Para este primeiro momento, a observação, vivência e imersão no ambiente urbano

fizeram-se necessárias, na medida em que o entendimento de suas dinâmicas é essencial para

que se procurem as brechas nas quais a cena urbana pode habitar.

Partindo disso, um dos principais exercícios práticos realizados – que foi chamado de

“Investigação sobre corpos” - consistia em observar, seguir discretamente e experimentar

“imitar” os corpos que transitavam por aquele determinado espaço público.

Foram colocadas as seguintes perguntas: Qual o objetivo deste corpo? Quais são suas

relações com os outros corpos? Quais relações ele estabelece com o espaço da cidade?
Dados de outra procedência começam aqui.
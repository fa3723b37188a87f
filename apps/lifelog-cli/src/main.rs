use std::env;
use std::sync::Arc;
use std::time::Duration;

use indicatif::{ProgressBar, ProgressStyle};
use tracing_subscriber::EnvFilter;

use lifelog_core::clock::SystemClock;
use lifelog_core::config::{expand_path, Config};
use lifelog_core::store::JsonDirStore;
use lifelog_core::types::SearchStrategy;
use lifelog_query::{QueryClassifier, QueryDecomposer, QueryPreprocessor};
use lifelog_search::{SearchOptions, SearchOrchestrator, UnifiedSearchResult};

const USAGE: &str = "Usage: lifelog <index|query|classify|decompose|preprocess> [args...]

  index      [--data <dir>]                 build the index and print stats
  query      \"<query>\" [--data <dir>] [--strategy <fast|vector|hybrid|reasoning|parallel>]
             [--limit <n>] [--threshold <x>] [--parallel] [--expand] [--no-cache] [--no-decompose]
             [--timeout-ms <n>] [--table]
  classify   \"<query>\"                      print the query type and routing
  decompose  \"<query>\"                      print sub-queries and execution order
  preprocess \"<query>\"                      print resolved dates, entities and variants";

struct Args {
    command: String,
    query: Option<String>,
    data_dir: Option<String>,
    table: bool,
    options: SearchOptions,
}

fn exit_with(message: &str) -> ! {
    eprintln!("Error: {message}");
    eprintln!("{USAGE}");
    std::process::exit(1)
}

fn parse_args() -> Args {
    let mut args: Vec<String> = env::args().skip(1).collect();
    if args.is_empty() {
        eprintln!("{USAGE}");
        std::process::exit(1);
    }
    let command = args.remove(0);
    let mut parsed = Args { command, query: None, data_dir: None, table: false, options: SearchOptions::default() };

    let mut i = 0;
    while i < args.len() {
        let value = |i: usize| args.get(i + 1).cloned().unwrap_or_else(|| exit_with(&format!("{} requires a value", args[i])));
        match args[i].as_str() {
            "--data" | "-d" => {
                parsed.data_dir = Some(value(i));
                i += 1;
            }
            "--strategy" | "-s" => {
                let strategy = value(i).parse::<SearchStrategy>().unwrap_or_else(|e| exit_with(&e.to_string()));
                parsed.options.strategy = Some(strategy);
                i += 1;
            }
            "--limit" | "-n" => {
                parsed.options.limit = value(i).parse().unwrap_or_else(|_| exit_with("--limit requires a number"));
                i += 1;
            }
            "--threshold" => {
                parsed.options.score_threshold =
                    value(i).parse().unwrap_or_else(|_| exit_with("--threshold requires a number"));
                i += 1;
            }
            "--timeout-ms" => {
                let ms: u64 = value(i).parse().unwrap_or_else(|_| exit_with("--timeout-ms requires a number"));
                parsed.options.timeout = Some(Duration::from_millis(ms));
                i += 1;
            }
            "--table" => parsed.table = true,
            "--parallel" => parsed.options.enable_parallel = true,
            "--expand" => parsed.options.enable_query_expansion = true,
            "--no-cache" => parsed.options.enable_cache = false,
            "--no-decompose" => parsed.options.enable_decomposition = false,
            arg if !arg.starts_with('-') && parsed.query.is_none() => parsed.query = Some(arg.to_string()),
            other => exit_with(&format!("unknown argument '{other}'")),
        }
        i += 1;
    }
    parsed
}

fn init_tracing() {
    let filter = EnvFilter::try_from_default_env().unwrap_or_else(|_| EnvFilter::new("info"));
    tracing_subscriber::fmt().with_env_filter(filter).with_target(false).with_writer(std::io::stderr).init();
}

fn spinner(message: &str) -> ProgressBar {
    let pb = ProgressBar::new_spinner();
    if let Ok(style) = ProgressStyle::default_spinner().template("{spinner:.green} [{elapsed_precise}] {msg}") {
        pb.set_style(style);
    }
    pb.enable_steady_tick(Duration::from_millis(100));
    pb.set_message(message.to_string());
    pb
}

fn print_table(result: &UnifiedSearchResult) {
    println!("{:>3}  {:>7}  {:<10}  {:<24}  {}", "#", "score", "date", "id", "title");
    for (i, r) in result.results.iter().enumerate() {
        let date = r.date().map(|d| d.to_string()).unwrap_or_default();
        let title = r.document.as_ref().map_or("", |d| d.title.as_str());
        println!("{:>3}  {:>7.4}  {:<10}  {:<24}  {}", i + 1, r.score, date, r.id, title);
        for highlight in &r.highlights {
            println!("{:>48}  📝 {}", "", highlight);
        }
    }
    if let Some(summary) = &result.summary {
        println!("\nSummary: {summary}");
    }
    for insight in &result.insights {
        println!("💡 {insight}");
    }
}

fn require_query(args: &Args) -> &str {
    args.query.as_deref().unwrap_or_else(|| exit_with(&format!("{} requires a query", args.command)))
}

fn orchestrator(config: &Config, args: &Args) -> anyhow::Result<SearchOrchestrator> {
    let engine = config.engine()?;
    let dir = args.data_dir.clone().unwrap_or_else(|| engine.data.documents_dir.clone());
    let store = JsonDirStore::open(expand_path(&dir))?;
    tracing::info!(documents_dir = %store.root().display(), "opening lifelog store");
    Ok(SearchOrchestrator::builder(Arc::new(store)).config(engine).build()?)
}

#[tokio::main]
async fn main() -> anyhow::Result<()> {
    init_tracing();
    let config = Config::load().map_err(|e| {
        eprintln!("Error loading config: {e}");
        e
    })?;
    let args = parse_args();
    let engine_config = config.engine()?;

    match args.command.as_str() {
        "index" => {
            let search = orchestrator(&config, &args)?;
            let pb = spinner("Indexing lifelogs...");
            let report = search.initialize().await;
            pb.finish_and_clear();
            let report = report?;
            println!("{}", serde_json::to_string_pretty(&report)?);
            eprintln!("✅ Indexed {} lifelogs", report.index.documents);
        }
        "query" => {
            let query = require_query(&args);
            let search = orchestrator(&config, &args)?;
            let pb = spinner("Indexing lifelogs...");
            let init = search.initialize().await;
            pb.finish_and_clear();
            init?;
            let result = search.search(query, &args.options).await?;
            if args.table {
                print_table(&result);
            } else {
                println!("{}", serde_json::to_string_pretty(&result)?);
            }
            eprintln!(
                "🔍 {} results via {} in {} ms",
                result.results.len(),
                result.strategy,
                result.performance.total_time_ms
            );
            search.close().await;
        }
        "classify" => {
            let classifier = QueryClassifier::new(Arc::new(SystemClock), engine_config.classifier);
            let classification = classifier.classify(require_query(&args));
            println!("{}", serde_json::to_string_pretty(&classification)?);
        }
        "decompose" => {
            let decomposed = QueryDecomposer::new(engine_config.decomposer).decompose(require_query(&args));
            println!("{}", serde_json::to_string_pretty(&decomposed)?);
        }
        "preprocess" => {
            let preprocessed = QueryPreprocessor::new(Arc::new(SystemClock)).preprocess(require_query(&args));
            println!("{}", serde_json::to_string_pretty(&preprocessed)?);
        }
        other => exit_with(&format!("unknown command '{other}'")),
    }
    Ok(())
}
Essa investigação era uma tentativa de traçar aquilo que Paola Berenstein chama de

“Corpografias Urbanas” – a cidade presentificada e expressa no corpo de quem a vivencia.

Segundo a autora, é possível decifrar as corpografias através do estudo dos movimentos, dos

gestos e dos padrões corporais de ação, na tentativa de, através dos corpos, conhecermos a

cidade e a rede de interações que ela compõe.
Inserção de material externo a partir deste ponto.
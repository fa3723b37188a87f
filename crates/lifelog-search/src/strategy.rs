//! Pluggable retrieval strategies run by the parallel executor.

use async_trait::async_trait;
use std::collections::BTreeSet;
use std::sync::Arc;
use tracing::debug;

use lifelog_core::config::ExecutorConfig;
use lifelog_core::error::{Error, Result};
use lifelog_core::text::{fold_case, snippet, unique_tokens};
use lifelog_core::traits::VectorIndex;
use lifelog_core::types::{sort_by_score, SearchResult, StrategyKind, VectorFilter, VectorSearchOptions};
use lifelog_query::{PreprocessedQuery, TemporalInfo};
use lifelog_text::{PatternIndex, SearchOptions};

use crate::context::{ContextUpdate, SearchContext};

/// Everything a strategy needs to know about the query, owned so it can
/// cross task boundaries.
#[derive(Debug, Clone)]
pub struct StrategyRequest {
    pub query: String,
    /// Query with temporal expressions removed.
    pub search_text: String,
    pub keywords: Vec<String>,
    pub temporal: TemporalInfo,
    pub limit: usize,
    pub score_threshold: f64,
}

impl StrategyRequest {
    pub fn from_preprocessed(pre: &PreprocessedQuery, limit: usize, score_threshold: f64) -> Self {
        Self {
            query: pre.original.clone(),
            search_text: pre.search_text.clone(),
            keywords: pre.keywords.clone(),
            temporal: pre.temporal.clone(),
            limit,
            score_threshold,
        }
    }

    /// Text for similarity search: the stripped query, or the original when
    /// nothing but dates was asked for.
    pub fn semantic_text(&self) -> &str {
        if self.search_text.trim().is_empty() {
            &self.query
        } else {
            &self.search_text
        }
    }

    fn lexical_options(&self) -> SearchOptions {
        SearchOptions { max_results: self.limit, score_threshold: self.score_threshold, ..SearchOptions::default() }
    }
}

#[async_trait]
pub trait Strategy: Send + Sync {
    fn kind(&self) -> StrategyKind;

    async fn execute(&self, request: &StrategyRequest, ctx: &SearchContext) -> Result<Vec<SearchResult>>;
}

/// Phrase-aware keyword search; flags its strongest hits as hot and feeds
/// the terms it matched back into the context.
pub struct LexicalStrategy {
    index: Arc<PatternIndex>,
    config: ExecutorConfig,
}

impl LexicalStrategy {
    pub fn new(index: Arc<PatternIndex>, config: ExecutorConfig) -> Self {
        Self { index, config }
    }
}

#[async_trait]
impl Strategy for LexicalStrategy {
    fn kind(&self) -> StrategyKind {
        StrategyKind::Lexical
    }

    async fn execute(&self, request: &StrategyRequest, ctx: &SearchContext) -> Result<Vec<SearchResult>> {
        if request.search_text.trim().is_empty() {
            return Ok(Vec::new());
        }
        let results = self.index.search(&request.search_text, &request.lexical_options());

        let hot: Vec<&SearchResult> = results
            .iter()
            .filter(|r| r.score >= self.config.hot_score_threshold)
            .take(self.config.max_hot_documents)
            .collect();
        let mut keywords: BTreeSet<String> = BTreeSet::new();
        for r in &results {
            keywords.extend(r.metadata.matched_terms.iter().cloned());
            keywords.extend(r.metadata.matched_phrases.iter().cloned());
        }
        ctx.update(self.kind(), ContextUpdate {
            hot_documents: hot.iter().map(|r| r.id.clone()).collect(),
            dates: hot.iter().filter_map(|r| r.date()).collect(),
            keywords: keywords.into_iter().collect(),
            confidence: results.first().map(|r| r.score),
        });
        Ok(results)
    }
}

/// Documents recorded inside the query's date expressions, scored by the
/// remaining text when there is any.
pub struct DateRangeStrategy {
    index: Arc<PatternIndex>,
    config: ExecutorConfig,
}

impl DateRangeStrategy {
    pub fn new(index: Arc<PatternIndex>, config: ExecutorConfig) -> Self {
        Self { index, config }
    }
}

#[async_trait]
impl Strategy for DateRangeStrategy {
    fn kind(&self) -> StrategyKind {
        StrategyKind::DateRange
    }

    async fn execute(&self, request: &StrategyRequest, ctx: &SearchContext) -> Result<Vec<SearchResult>> {
        let text = request.search_text.trim();
        let text = (!text.is_empty()).then_some(text);
        let opts = request.lexical_options();

        let mut results: Vec<SearchResult> = Vec::new();
        for expression in &request.temporal.expressions {
            let range = expression.range;
            for hit in self.index.search_by_date_range(range.start, range.end, text, &opts) {
                match results.iter_mut().find(|r| r.id == hit.id) {
                    Some(existing) if hit.score > existing.score => *existing = hit,
                    Some(_) => {}
                    None => results.push(hit),
                }
            }
        }
        sort_by_score(&mut results);
        results.truncate(request.limit);

        let mut dates: Vec<_> =
            request.temporal.expressions.iter().filter(|e| e.range.is_single_day()).map(|e| e.range.start).collect();
        dates.extend(results.iter().filter_map(SearchResult::date));
        ctx.update(self.kind(), ContextUpdate {
            hot_documents: results.iter().take(self.config.max_hot_documents).map(|r| r.id.clone()).collect(),
            dates,
            keywords: Vec::new(),
            confidence: (!results.is_empty()).then_some(1.0),
        });
        Ok(results)
    }
}

/// Similarity search through the vector index, with the query extended by
/// keywords other strategies discovered and restricted to the query's dates.
pub struct VectorStrategy {
    vector: Arc<dyn VectorIndex>,
    index: Arc<PatternIndex>,
    config: ExecutorConfig,
}

impl VectorStrategy {
    pub fn new(vector: Arc<dyn VectorIndex>, index: Arc<PatternIndex>, config: ExecutorConfig) -> Self {
        Self { vector, index, config }
    }

    pub fn enhanced_query(&self, request: &StrategyRequest, ctx: &SearchContext) -> String {
        let base = request.semantic_text();
        let present = unique_tokens(base);
        let extra: Vec<String> = ctx
            .top_keywords(usize::MAX)
            .into_iter()
            .filter(|k| !present.contains(&fold_case(k)))
            .take(self.config.max_context_keywords)
            .collect();
        if extra.is_empty() {
            base.to_string()
        } else {
            format!("{base} {}", extra.join(" "))
        }
    }
}

#[async_trait]
impl Strategy for VectorStrategy {
    fn kind(&self) -> StrategyKind {
        StrategyKind::VectorSemantic
    }

    async fn execute(&self, request: &StrategyRequest, ctx: &SearchContext) -> Result<Vec<SearchResult>> {
        let query = self.enhanced_query(request, ctx);
        let opts = VectorSearchOptions {
            top_k: request.limit,
            score_threshold: request.score_threshold,
            filter: request.temporal.envelope().map(|r| VectorFilter { start: Some(r.start), end: Some(r.end) }),
        };
        debug!(query = %query, "vector strategy");
        let hits = self.vector.search_by_text(&query, &opts).await.map_err(|e| Error::vector(&e))?;

        let mut results: Vec<SearchResult> = Vec::with_capacity(hits.len());
        for (rank, hit) in hits.into_iter().enumerate() {
            if results.iter().any(|r| r.id == hit.id) {
                continue;
            }
            let mut result = SearchResult::new(hit.id.clone(), hit.score).with_source(self.kind());
            if let Some(doc) = self.index.document(&hit.id) {
                result = result.with_document(doc);
            }
            if let Some(content) = hit.content.filter(|c| !c.is_empty()) {
                result.add_highlight(snippet(&content, 0, content.len().min(160), 0));
            }
            result.metadata.vector_score = Some(hit.score);
            result.metadata.vector_rank = Some(rank);
            results.push(result);
        }
        ctx.update(self.kind(), ContextUpdate { confidence: results.first().map(|r| r.score), ..Default::default() });
        Ok(results)
    }
}

/// Re-examines the documents earlier strategies flagged hot against the
/// query's keywords plus the keywords the context accumulated.
pub struct ContextFilterStrategy {
    index: Arc<PatternIndex>,
    config: ExecutorConfig,
}

impl ContextFilterStrategy {
    pub fn new(index: Arc<PatternIndex>, config: ExecutorConfig) -> Self {
        Self { index, config }
    }
}

/// Score given to a hot document that matches no keyword but falls on a
/// discovered date.
const DATE_ONLY_SCORE: f64 = 0.5;

#[async_trait]
impl Strategy for ContextFilterStrategy {
    fn kind(&self) -> StrategyKind {
        StrategyKind::ContextFilter
    }

    async fn execute(&self, request: &StrategyRequest, ctx: &SearchContext) -> Result<Vec<SearchResult>> {
        let mut terms: Vec<String> = request.keywords.clone();
        for keyword in ctx.top_keywords(self.config.max_context_keywords) {
            for token in unique_tokens(&keyword) {
                if !terms.contains(&token) {
                    terms.push(token);
                }
            }
        }
        let dates = ctx.dates();

        let mut results: Vec<SearchResult> = Vec::new();
        for id in ctx.hot_documents() {
            let Some(doc) = self.index.document(&id) else { continue };
            let doc_tokens: BTreeSet<String> = unique_tokens(&doc.searchable_text()).into_iter().collect();
            let matched: Vec<&str> = terms.iter().filter(|t| doc_tokens.contains(*t)).map(String::as_str).collect();

            let mut result = if !matched.is_empty() {
                let mut r = SearchResult::new(id, matched.len() as f64 / terms.len() as f64);
                r.add_highlight(format!("Context match: {}", matched.join(", ")));
                r.metadata.matched_terms = matched.iter().map(|t| (*t).to_string()).collect();
                r
            } else if dates.contains(&doc.date()) {
                let mut r = SearchResult::new(id, DATE_ONLY_SCORE);
                r.add_highlight(format!("Context match: {}", doc.date()));
                r
            } else {
                continue;
            };
            if result.score < request.score_threshold {
                continue;
            }
            result.metadata.hot = true;
            results.push(result.with_document(doc).with_source(self.kind()));
        }
        sort_by_score(&mut results);
        results.truncate(request.limit);
        ctx.update(self.kind(), ContextUpdate { confidence: results.first().map(|r| r.score), ..Default::default() });
        Ok(results)
    }
}
//! Injectable time source.
//!
//! Temporal normalization ("today", "last week") and cache expiry both read
//! the clock, so tests pin it with [`FixedClock`] and advance it by hand.

use chrono::{DateTime, Duration, NaiveDate, Utc};
use parking_lot::Mutex;
use std::fmt::Debug;

pub trait Clock: Send + Sync + Debug {
    fn now(&self) -> DateTime<Utc>;

    fn today(&self) -> NaiveDate {
        self.now().date_naive()
    }
}

#[derive(Debug, Default, Clone, Copy)]
pub struct SystemClock;

impl Clock for SystemClock {
    fn now(&self) -> DateTime<Utc> {
        Utc::now()
    }
}

/// A clock that only moves when told to.
#[derive(Debug)]
pub struct FixedClock {
    now: Mutex<DateTime<Utc>>,
}

impl FixedClock {
    pub fn new(now: DateTime<Utc>) -> Self {
        Self { now: Mutex::new(now) }
    }

    pub fn set(&self, now: DateTime<Utc>) {
        *self.now.lock() = now;
    }

    pub fn advance(&self, by: Duration) {
        let mut now = self.now.lock();
        *now += by;
    }
}

impl Clock for FixedClock {
    fn now(&self) -> DateTime<Utc> {
        *self.now.lock()
    }
}

#[cfg(test)]
mod tests {
    use super::*;
    use chrono::TimeZone;

    #[test]
    fn fixed_clock_advances() {
        let start = Utc.with_ymd_and_hms(2024, 3, 15, 12, 0, 0).single().expect("valid");
        let clock = FixedClock::new(start);
        clock.advance(Duration::days(1));
        assert_eq!(clock.today(), NaiveDate::from_ymd_opt(2024, 3, 16).expect("valid"));
    }
}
Esse estudo dos corpos e das corpografias foram também embasados na discussão que

Eleonora Fabião realiza acerca da ideia de “corpo relacional”.

O marco da performance – talvez seu diferencial mais claro – é a afirmação acentuada

do corpo enquanto suporte e tema da ação artística. Não foi a toa que escolhemos este

“elemento” como o primeiro a ser trabalhado e pesquisado neste projeto.
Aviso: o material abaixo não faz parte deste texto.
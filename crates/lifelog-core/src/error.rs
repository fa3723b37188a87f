use thiserror::Error;

#[derive(Debug, Error)]
pub enum Error {
    #[error("Invalid configuration: {0}")]
    InvalidConfig(String),

    #[error("Operation failed: {0}")]
    Operation(String),

    #[error("Document store unavailable: {0}")]
    Store(String),

    #[error("Vector index error: {0}")]
    VectorIndex(String),

    #[error("Reasoning collaborator error: {0}")]
    Reasoning(String),

    #[error("Strategy '{strategy}' timed out after {elapsed_ms}ms")]
    Timeout { strategy: String, elapsed_ms: u64 },

    #[error("Invalid pattern '{pattern}': {reason}")]
    InvalidPattern { pattern: String, reason: String },
}

impl Error {
    /// Wraps a document-store failure, keeping the full cause chain.
    pub fn store(err: &anyhow::Error) -> Self {
        Self::Store(format!("{err:#}"))
    }

    pub fn vector(err: &anyhow::Error) -> Self {
        Self::VectorIndex(format!("{err:#}"))
    }

    pub fn reasoning(err: &anyhow::Error) -> Self {
        Self::Reasoning(format!("{err:#}"))
    }
}

pub type Result<T> = std::result::Result<T, Error>;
A autora lança mão de Deleuze e Espinosa para discutir filosoficamente e

conceitualmente o status do corpo na performance. Segundo ela, o corpo é definido pelos

afetos que ele é capaz de gerar, gerir, receber e trocar. A artisticidade do corpo performativo

está justamente em sua capacidade de mobilizar esses afetos através do gesto performativo;

De evidenciar o status de corpo enquanto movimento e mobilidade; De agir de forma incisiva

contra o pensamento que entende o corpo enquanto forma rígida e imutável; E, por fim, de

lutar contra a domesticação e submissão dos corpos e das relações. Resumindo, o corpo como

potência sempre em transformação.

Resumindo, trata-se de uma visão do corpo como potência sempre em transformação.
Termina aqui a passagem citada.